Where does the word "FromRow" appear in the entries below? Copy each line that holds it.

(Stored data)
--------------------------------
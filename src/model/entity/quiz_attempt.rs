use crate::model::repo::ResourceTyped;
use crate::model::{ModelManager, error::DatabaseResult};
use crate::web::AuthenticatedUser;
use chrono::{DateTime, Utc};
use serde::{Deserialize, Serialize};
use sqlx::prelude::FromRow;
use uuid::Uuid;

/// Attempts are append-only, there is no update path.
#[derive(Debug, Clone, Serialize, Deserialize, FromRow, utoipa::ToSchema)]
pub struct QuizAttempt {
    id: Uuid,
    user_id: Uuid,
    quiz_id: Uuid,
    score: i32,
    passed: bool,
    /// Selected option per question, `-1` when left unanswered.
    answers: Vec<i32>,
    created_at: DateTime<Utc>,
}

pub struct QuizAttemptCreate {
    pub user_id: Uuid,
    pub quiz_id: Uuid,
    pub score: i32,
    pub passed: bool,
    pub answers: Vec<i32>,
}

impl ResourceTyped for QuizAttempt {
    fn get_resource_type() -> crate::model::ResourceType {
        crate::model::ResourceType::QuizAttempt
    }
}

impl QuizAttempt {
    pub fn id(&self) -> Uuid {
        self.id
    }

    pub fn user_id(&self) -> Uuid {
        self.user_id
    }

    pub fn quiz_id(&self) -> Uuid {
        self.quiz_id
    }

    pub fn score(&self) -> i32 {
        self.score
    }

    pub fn passed(&self) -> bool {
        self.passed
    }

    pub fn answers(&self) -> &[i32] {
        &self.answers
    }

    pub fn created_at(&self) -> &DateTime<Utc> {
        &self.created_at
    }

    pub async fn create(
        mm: &ModelManager,
        _actor: &AuthenticatedUser,
        data: QuizAttemptCreate,
    ) -> DatabaseResult<Self> {
        let row = sqlx::query_as(
            r#"
            INSERT INTO quiz_attempts (id, user_id, quiz_id, score, passed, answers)
            VALUES ($1,$2,$3,$4,$5,$6)
            RETURNING *
            "#,
        )
        .bind(Uuid::new_v4())
        .bind(data.user_id)
        .bind(data.quiz_id)
        .bind(data.score)
        .bind(data.passed)
        .bind(&data.answers)
        .fetch_one(mm.executor())
        .await?;

        Ok(row)
    }

    pub async fn all_by_quiz(
        mm: &ModelManager,
        actor: &AuthenticatedUser,
        quiz_id: Uuid,
    ) -> DatabaseResult<Vec<Self>> {
        let rows = sqlx::query_as(
            "SELECT * FROM quiz_attempts WHERE user_id = $1 AND quiz_id = $2 ORDER BY created_at DESC",
        )
        .bind(actor.user_id())
        .bind(quiz_id)
        .fetch_all(mm.executor())
        .await?;
        Ok(rows)
    }

    pub async fn recent(
        mm: &ModelManager,
        actor: &AuthenticatedUser,
        limit: i64,
    ) -> DatabaseResult<Vec<Self>> {
        let rows = sqlx::query_as(
            "SELECT * FROM quiz_attempts WHERE user_id = $1 ORDER BY created_at DESC LIMIT $2",
        )
        .bind(actor.user_id())
        .bind(limit)
        .fetch_all(mm.executor())
        .await?;
        Ok(rows)
    }
}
--------------------------------
Task output ▸
use sqlx::prelude::FromRow;
#[derive(Debug, Clone, Serialize, Deserialize, FromRow, utoipa::ToSchema)]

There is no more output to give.